Recognizing its political failure, Moscow is now embarking on a
policy of regime change through different means. These include:
gradually lifting the economic blockade, as a prerequisite to reaching
out to the Georgian people; using the Orthodox Church as one of the
avenues for such outreach; selecting and promoting a mainstream
opposition figure--currently Zurab Nogaideli--as Russia's favorite in
Georgia; and allowing vague hints at a possible reintegration of
Georgia under Russian auspices. In its own discourse, the Kremlin more
heavily emphasizes a black-and-white, wedge-drawing contrast between
Georgian authorities and the Georgian people. Moscow acts as if it
does not recognize President Mikheil Saakashvili and his government.
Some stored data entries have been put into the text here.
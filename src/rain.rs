// Copyright (c) 2026 rezky_nightky

use std::thread;
use std::time::Duration;

use crossterm::event::{KeyCode, KeyEvent, KeyModifiers};
use rand::Rng;

use crate::clock::{local_clock_text, overlay_origin};
use crate::density::density_for;
use crate::droplet::Field;
use crate::error::RainError;
use crate::pool::DropPool;
use crate::runtime::LoopState;
use crate::surface::Surface;

/// Loop knobs fixed for the whole run.
#[derive(Clone, Copy, Debug, PartialEq, Eq)]
pub struct Settings {
    pub frame_delay: Duration,
    pub quit_key: char,
}

/// The render loop: owns the surface, the RNG and the current epoch's pool.
pub struct Rain<S, R> {
    surface: S,
    rng: R,
    settings: Settings,
    field: Field,
    pool: DropPool,
    state: LoopState,
    clock: fn() -> String,
}

impl<S: Surface, R: Rng> Rain<S, R> {
    pub fn new(surface: S, mut rng: R, settings: Settings) -> Self {
        let (width, height) = surface.size();
        let density = density_for(width, height);
        let field = Field {
            width,
            height,
            mode: density.mode,
            colors: surface.colors(),
        };
        let pool = DropPool::new(&mut rng, density.count, &field);
        Self {
            surface,
            rng,
            settings,
            field,
            pool,
            state: LoopState::Running,
            clock: local_clock_text,
        }
    }

    #[cfg(test)]
    fn with_clock(mut self, clock: fn() -> String) -> Self {
        self.clock = clock;
        self
    }

    pub fn state(&self) -> LoopState {
        self.state
    }

    #[allow(dead_code)]
    pub fn pool(&self) -> &DropPool {
        &self.pool
    }

    #[allow(dead_code)]
    pub fn surface(&self) -> &S {
        &self.surface
    }

    /// Runs frames until the quit key arrives.
    pub fn run(&mut self) -> Result<(), RainError> {
        while self.step()? != LoopState::Terminated {}
        Ok(())
    }

    /// One pass of the loop. A pending resize is handled on its own two
    /// passes (`Running -> Resizing -> Running`) and never draws, so no
    /// frame is ever rendered from a pool built for stale dimensions.
    pub fn step(&mut self) -> Result<LoopState, RainError> {
        match self.state {
            LoopState::Terminated => {}
            LoopState::Resizing => {
                self.rebuild()?;
                self.state = LoopState::Running;
            }
            LoopState::Running => {
                if self.surface.take_resized() {
                    self.state = LoopState::Resizing;
                } else {
                    self.frame()?;
                }
            }
        }
        Ok(self.state)
    }

    /// Starts a new epoch sized for whatever the terminal is now.
    fn rebuild(&mut self) -> Result<(), RainError> {
        let (width, height) = self.surface.reset()?;
        let density = density_for(width, height);
        self.field = Field {
            width,
            height,
            mode: density.mode,
            colors: self.surface.colors(),
        };
        self.pool.resize(&mut self.rng, density.count, &self.field);
        Ok(())
    }

    fn frame(&mut self) -> Result<(), RainError> {
        for i in 0..self.pool.len() {
            let droplet = self.pool.get_mut(i)?;
            droplet.advance(&mut self.rng, self.field.height);
            droplet.draw(&mut self.surface);
        }
        self.draw_clock();
        self.surface.present()?;

        if !self.settings.frame_delay.is_zero() {
            thread::sleep(self.settings.frame_delay);
        }

        if let Some(key) = self.surface.poll_key()? {
            if is_quit(&key, self.settings.quit_key) {
                self.state = LoopState::Terminated;
                return Ok(());
            }
        }

        self.surface.erase();
        Ok(())
    }

    fn draw_clock(&mut self) {
        let text = (self.clock)();
        let (row, col) = overlay_origin(self.field.width, self.field.height, text.chars().count());
        self.surface.print(row, col, &text);
    }
}

/// The configured key, or Ctrl-C (raw mode swallows SIGINT).
fn is_quit(key: &KeyEvent, quit_key: char) -> bool {
    match key.code {
        KeyCode::Char('c') if key.modifiers.contains(KeyModifiers::CONTROL) => true,
        KeyCode::Char(c) => c == quit_key,
        _ => false,
    }
}

#[cfg(test)]
mod tests {
    use std::collections::VecDeque;
    use std::io;

    use rand::{rngs::StdRng, SeedableRng};

    use super::*;
    use crate::droplet::PALETTE_COLORS;
    use crate::runtime::SpeedMode;
    use crate::surface::ResizeFlag;

    #[derive(Debug, Clone, PartialEq, Eq)]
    enum Op {
        Put { row: u16, col: u16, glyph: char },
        Print { row: u16, col: u16, text: String },
        Present,
        Erase,
        Reset,
    }

    /// In-memory surface that records every call.
    struct FakeSurface {
        size: (u16, u16),
        real_size: (u16, u16),
        resize: ResizeFlag,
        keys: VecDeque<KeyEvent>,
        ops: Vec<Op>,
    }

    impl FakeSurface {
        fn new(width: u16, height: u16) -> Self {
            Self {
                size: (width, height),
                real_size: (width, height),
                resize: ResizeFlag::new(),
                keys: VecDeque::new(),
                ops: Vec::new(),
            }
        }

        fn puts_since_last_reset(&self) -> usize {
            let start = self
                .ops
                .iter()
                .rposition(|op| *op == Op::Reset)
                .map(|i| i + 1)
                .unwrap_or(0);
            self.ops[start..]
                .iter()
                .filter(|op| matches!(op, Op::Put { .. }))
                .count()
        }
    }

    impl Surface for FakeSurface {
        fn size(&self) -> (u16, u16) {
            self.size
        }

        fn colors(&self) -> u16 {
            PALETTE_COLORS
        }

        fn take_resized(&mut self) -> bool {
            self.resize.take()
        }

        fn reset(&mut self) -> io::Result<(u16, u16)> {
            self.size = self.real_size;
            self.ops.push(Op::Reset);
            Ok(self.size)
        }

        fn poll_key(&mut self) -> io::Result<Option<KeyEvent>> {
            Ok(self.keys.pop_front())
        }

        fn put(&mut self, row: u16, col: u16, glyph: char, _color: u8) {
            if row < self.size.1 && col < self.size.0 {
                self.ops.push(Op::Put { row, col, glyph });
            }
        }

        fn print(&mut self, row: u16, col: u16, text: &str) {
            self.ops.push(Op::Print {
                row,
                col,
                text: text.to_string(),
            });
        }

        fn present(&mut self) -> io::Result<()> {
            self.ops.push(Op::Present);
            Ok(())
        }

        fn erase(&mut self) {
            self.ops.push(Op::Erase);
        }
    }

    fn fixed_clock() -> String {
        "01/02/2025 03:04:05".to_string()
    }

    fn settings() -> Settings {
        Settings {
            frame_delay: Duration::ZERO,
            quit_key: 'q',
        }
    }

    fn rain(width: u16, height: u16) -> Rain<FakeSurface, StdRng> {
        Rain::new(
            FakeSurface::new(width, height),
            StdRng::seed_from_u64(2024),
            settings(),
        )
        .with_clock(fixed_clock)
    }

    fn key(c: char) -> KeyEvent {
        KeyEvent::new(KeyCode::Char(c), KeyModifiers::NONE)
    }

    #[test]
    fn initial_pool_follows_density_policy() {
        let r = rain(200, 10);
        assert_eq!(r.pool().len(), 150);
        assert_eq!(r.field.mode, SpeedMode::Slow);

        let r = rain(120, 50);
        assert_eq!(r.pool().len(), 180);
        assert_eq!(r.field.mode, SpeedMode::Normal);
    }

    #[test]
    fn frame_draws_every_droplet_then_clock_then_presents_then_erases() {
        let mut r = rain(120, 50);
        assert_eq!(r.step().unwrap(), LoopState::Running);

        let ops = &r.surface().ops;
        let puts = ops.iter().filter(|op| matches!(op, Op::Put { .. })).count();
        assert_eq!(puts, 180);
        assert_eq!(
            ops[puts],
            Op::Print {
                row: 25,
                col: 50,
                text: fixed_clock()
            }
        );
        assert_eq!(&ops[puts + 1..], &[Op::Present, Op::Erase]);
    }

    #[test]
    fn drawn_positions_match_advanced_droplets() {
        let mut r = rain(60, 30);
        r.step().unwrap();
        let drawn: Vec<(u16, u16, char)> = r
            .surface()
            .ops
            .iter()
            .filter_map(|op| match op {
                Op::Put { row, col, glyph } => Some((*row, *col, *glyph)),
                _ => None,
            })
            .collect();
        let expected: Vec<(u16, u16, char)> = r
            .pool()
            .iter()
            .map(|d| (d.row(), d.col(), d.glyph()))
            .collect();
        assert_eq!(drawn, expected);
    }

    #[test]
    fn quit_key_terminates_without_erasing_last_frame() {
        let mut r = rain(80, 30);
        r.surface.keys.push_back(key('q'));
        assert_eq!(r.step().unwrap(), LoopState::Terminated);
        assert_eq!(r.surface().ops.last(), Some(&Op::Present));

        let before = r.surface().ops.len();
        assert_eq!(r.step().unwrap(), LoopState::Terminated);
        assert_eq!(r.surface().ops.len(), before);
    }

    #[test]
    fn other_keys_keep_running() {
        let mut r = rain(80, 30);
        r.surface.keys.push_back(key('x'));
        assert_eq!(r.step().unwrap(), LoopState::Running);
        assert_eq!(r.surface().ops.last(), Some(&Op::Erase));
    }

    #[test]
    fn custom_quit_key_and_ctrl_c() {
        let mut r = Rain::new(
            FakeSurface::new(40, 20),
            StdRng::seed_from_u64(1),
            Settings {
                frame_delay: Duration::ZERO,
                quit_key: 'x',
            },
        )
        .with_clock(fixed_clock);
        r.surface.keys.push_back(key('q'));
        assert_eq!(r.step().unwrap(), LoopState::Running);
        r.surface.keys.push_back(key('x'));
        assert_eq!(r.step().unwrap(), LoopState::Terminated);

        let ctrl_c = KeyEvent::new(KeyCode::Char('c'), KeyModifiers::CONTROL);
        assert!(is_quit(&ctrl_c, 'q'));
        assert!(!is_quit(&key('c'), 'q'));
        assert!(!is_quit(&KeyEvent::from(KeyCode::Esc), 'q'));
    }

    #[test]
    fn run_stops_on_quit() {
        let mut r = rain(50, 20);
        for _ in 0..5 {
            r.surface.keys.push_back(key('a'));
        }
        r.surface.keys.push_back(key('q'));
        r.run().unwrap();
        assert_eq!(r.state(), LoopState::Terminated);
        let presents = r
            .surface()
            .ops
            .iter()
            .filter(|op| **op == Op::Present)
            .count();
        assert_eq!(presents, 6);
    }

    #[test]
    fn resize_rebuilds_pool_before_any_new_frame() {
        let mut r = rain(120, 50);
        r.step().unwrap();
        assert_eq!(r.pool().len(), 180);

        r.surface.real_size = (80, 30);
        r.surface.resize.raise();
        let ops_before = r.surface().ops.len();

        assert_eq!(r.step().unwrap(), LoopState::Resizing);
        assert_eq!(r.pool().len(), 180);
        assert_eq!(r.surface().ops.len(), ops_before);
        assert!(!r.surface.resize.is_raised());

        assert_eq!(r.step().unwrap(), LoopState::Running);
        assert_eq!(r.pool().len(), 60);
        assert_eq!(r.field.mode, SpeedMode::Slow);
        assert_eq!(r.surface().ops.last(), Some(&Op::Reset));

        r.step().unwrap();
        assert_eq!(r.surface().puts_since_last_reset(), 60);
        assert!(r.pool().iter().all(|d| d.col() < 80));
    }

    #[test]
    fn resize_raised_during_rebuild_is_kept() {
        let mut r = rain(120, 50);
        r.surface.resize.raise();
        assert_eq!(r.step().unwrap(), LoopState::Resizing);
        r.surface.resize.raise();
        assert_eq!(r.step().unwrap(), LoopState::Running);
        assert_eq!(r.step().unwrap(), LoopState::Resizing);
    }

    #[test]
    fn shrink_to_nothing_draws_only_clock() {
        let mut r = rain(120, 50);
        r.surface.real_size = (0, 0);
        r.surface.resize.raise();
        r.step().unwrap();
        r.step().unwrap();
        assert!(r.pool().is_empty());

        r.step().unwrap();
        assert_eq!(r.surface().puts_since_last_reset(), 0);
    }
}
On December 9, President Dmitry Medvedev told journalists that
Russia would be willing to restore direct flights between Georgia and
Russia, re-open the one legally functioning highway between the two
countries, and allow Georgian products again on the Russian market,
all this in short order; and later to negotiate toward visa-free
travel arrangements. He did not mention any pre-conditions to such
steps by Russia.
However, Medvedev rejected the idea of resuming contacts with
Saakashvili or other senior Georgian officials due to `the crime that
was committed' [in August 2008]. `Our paths have diverged too far and
our views are too far apart=80¦But this does not mean that we must
freeze all other relations [with Georgians]. Our peoples have a
centuries-old friendship, a special history' (Interfax, December 9).
Medvedev's statement has set the tone for the adjustment of the
regime-change policy. Top Russian officials have spoken since then in
a similar tenor. It implies resuming and conducting economic and
people-to-people relations outside an inter-state framework, and in
the absence of diplomatic relations. It tells Georgia's irreconcilable
opposition that Moscow's own differences with the Georgian government
are also irreconcilable. And it maintains the pretense of
criminalizing Georgia's legitimate leadership to justify the pursuit
of regime change in Tbilisi.
The Georgian government has welcomed Russia's declared
willingness to lift the blockade and reactivate economic relations.
Tbilisi, however, wants all relations to be conducted in a legal
inter-state framework. With bilateral diplomatic relations broken
since the 2008 war, Russia and Georgia maintain interest sections in
their Swiss embassies in Tbilisi and Moscow, respectively.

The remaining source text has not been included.